Directions for this task:
Report how many lines of the data contain the string "HashSet". Add nothing.

Provided records:
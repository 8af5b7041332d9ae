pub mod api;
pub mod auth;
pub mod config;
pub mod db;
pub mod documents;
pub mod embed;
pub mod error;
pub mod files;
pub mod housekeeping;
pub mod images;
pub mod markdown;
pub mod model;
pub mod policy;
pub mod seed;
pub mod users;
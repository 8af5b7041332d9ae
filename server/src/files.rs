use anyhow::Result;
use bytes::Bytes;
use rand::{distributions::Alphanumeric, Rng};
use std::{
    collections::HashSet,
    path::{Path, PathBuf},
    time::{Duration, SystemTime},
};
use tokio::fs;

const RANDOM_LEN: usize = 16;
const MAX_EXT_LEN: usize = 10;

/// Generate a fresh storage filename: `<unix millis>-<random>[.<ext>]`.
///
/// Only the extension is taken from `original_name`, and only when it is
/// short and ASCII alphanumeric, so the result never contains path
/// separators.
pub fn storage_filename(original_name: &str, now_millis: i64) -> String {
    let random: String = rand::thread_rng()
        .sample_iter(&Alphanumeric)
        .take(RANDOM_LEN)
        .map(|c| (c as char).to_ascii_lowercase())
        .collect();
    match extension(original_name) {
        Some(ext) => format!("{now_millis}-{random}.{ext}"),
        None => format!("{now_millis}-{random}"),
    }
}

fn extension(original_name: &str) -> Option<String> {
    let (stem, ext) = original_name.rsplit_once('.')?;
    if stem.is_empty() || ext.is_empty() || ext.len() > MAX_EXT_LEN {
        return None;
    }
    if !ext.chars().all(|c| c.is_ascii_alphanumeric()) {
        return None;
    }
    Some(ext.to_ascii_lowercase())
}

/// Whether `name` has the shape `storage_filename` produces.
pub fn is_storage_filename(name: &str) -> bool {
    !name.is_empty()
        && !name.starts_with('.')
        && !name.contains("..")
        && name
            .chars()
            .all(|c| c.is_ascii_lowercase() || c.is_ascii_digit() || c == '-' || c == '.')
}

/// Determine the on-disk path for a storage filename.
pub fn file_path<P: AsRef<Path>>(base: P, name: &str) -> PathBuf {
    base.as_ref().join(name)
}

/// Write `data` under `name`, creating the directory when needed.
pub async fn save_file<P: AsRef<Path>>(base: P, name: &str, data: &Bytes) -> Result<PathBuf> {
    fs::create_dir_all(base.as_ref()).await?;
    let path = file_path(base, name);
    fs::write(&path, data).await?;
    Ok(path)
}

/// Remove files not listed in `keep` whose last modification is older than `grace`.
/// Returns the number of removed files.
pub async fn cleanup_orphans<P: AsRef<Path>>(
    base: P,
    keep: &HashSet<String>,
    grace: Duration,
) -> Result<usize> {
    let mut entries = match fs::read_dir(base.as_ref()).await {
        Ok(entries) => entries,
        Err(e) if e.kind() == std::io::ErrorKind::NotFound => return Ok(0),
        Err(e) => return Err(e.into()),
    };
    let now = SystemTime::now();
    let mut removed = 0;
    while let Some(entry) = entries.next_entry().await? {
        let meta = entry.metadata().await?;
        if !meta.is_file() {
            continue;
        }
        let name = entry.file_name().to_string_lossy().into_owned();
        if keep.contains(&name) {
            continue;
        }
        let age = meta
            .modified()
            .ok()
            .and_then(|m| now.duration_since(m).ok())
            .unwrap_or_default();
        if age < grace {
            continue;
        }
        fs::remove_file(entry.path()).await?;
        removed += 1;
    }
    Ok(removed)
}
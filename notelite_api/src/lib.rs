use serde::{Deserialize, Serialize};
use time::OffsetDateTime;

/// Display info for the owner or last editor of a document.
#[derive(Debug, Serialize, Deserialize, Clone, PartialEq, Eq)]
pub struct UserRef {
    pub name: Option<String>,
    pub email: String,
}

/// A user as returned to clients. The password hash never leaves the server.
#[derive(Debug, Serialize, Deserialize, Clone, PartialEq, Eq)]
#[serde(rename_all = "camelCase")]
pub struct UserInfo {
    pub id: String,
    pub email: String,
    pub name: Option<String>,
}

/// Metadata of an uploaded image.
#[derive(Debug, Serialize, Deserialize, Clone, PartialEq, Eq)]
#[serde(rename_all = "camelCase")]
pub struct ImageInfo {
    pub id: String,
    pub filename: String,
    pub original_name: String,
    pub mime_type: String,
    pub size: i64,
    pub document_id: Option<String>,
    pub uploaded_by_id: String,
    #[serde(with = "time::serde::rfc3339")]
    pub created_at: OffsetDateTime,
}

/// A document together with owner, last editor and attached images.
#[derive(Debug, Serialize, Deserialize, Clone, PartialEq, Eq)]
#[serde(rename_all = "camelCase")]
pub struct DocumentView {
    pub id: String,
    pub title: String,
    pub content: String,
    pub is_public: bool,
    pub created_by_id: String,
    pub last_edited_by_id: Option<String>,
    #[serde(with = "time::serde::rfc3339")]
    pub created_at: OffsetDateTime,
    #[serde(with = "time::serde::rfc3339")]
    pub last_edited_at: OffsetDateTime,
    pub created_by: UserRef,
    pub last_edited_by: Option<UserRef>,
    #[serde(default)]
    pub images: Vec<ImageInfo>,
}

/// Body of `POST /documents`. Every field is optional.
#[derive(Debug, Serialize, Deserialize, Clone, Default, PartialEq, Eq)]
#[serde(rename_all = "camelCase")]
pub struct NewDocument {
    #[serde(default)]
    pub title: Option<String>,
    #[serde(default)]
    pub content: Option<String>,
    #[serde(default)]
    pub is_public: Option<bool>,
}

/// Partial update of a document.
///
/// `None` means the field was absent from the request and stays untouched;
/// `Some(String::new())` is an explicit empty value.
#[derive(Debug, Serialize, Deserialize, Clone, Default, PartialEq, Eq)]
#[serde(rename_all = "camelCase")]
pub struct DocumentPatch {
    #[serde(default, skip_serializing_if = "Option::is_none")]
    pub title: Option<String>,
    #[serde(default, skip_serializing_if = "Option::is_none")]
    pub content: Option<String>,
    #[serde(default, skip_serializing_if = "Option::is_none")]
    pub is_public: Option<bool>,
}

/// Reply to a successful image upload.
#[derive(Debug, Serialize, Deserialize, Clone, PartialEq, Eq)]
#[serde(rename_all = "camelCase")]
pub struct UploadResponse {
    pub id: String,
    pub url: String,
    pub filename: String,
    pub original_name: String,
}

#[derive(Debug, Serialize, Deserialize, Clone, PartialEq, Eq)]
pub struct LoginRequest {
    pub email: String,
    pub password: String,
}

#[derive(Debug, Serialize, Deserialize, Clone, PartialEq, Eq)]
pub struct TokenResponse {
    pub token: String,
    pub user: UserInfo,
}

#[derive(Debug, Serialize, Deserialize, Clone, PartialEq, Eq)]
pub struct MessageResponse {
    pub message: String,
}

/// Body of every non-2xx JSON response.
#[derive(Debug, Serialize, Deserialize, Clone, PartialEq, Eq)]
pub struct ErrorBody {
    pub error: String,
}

Written response:
2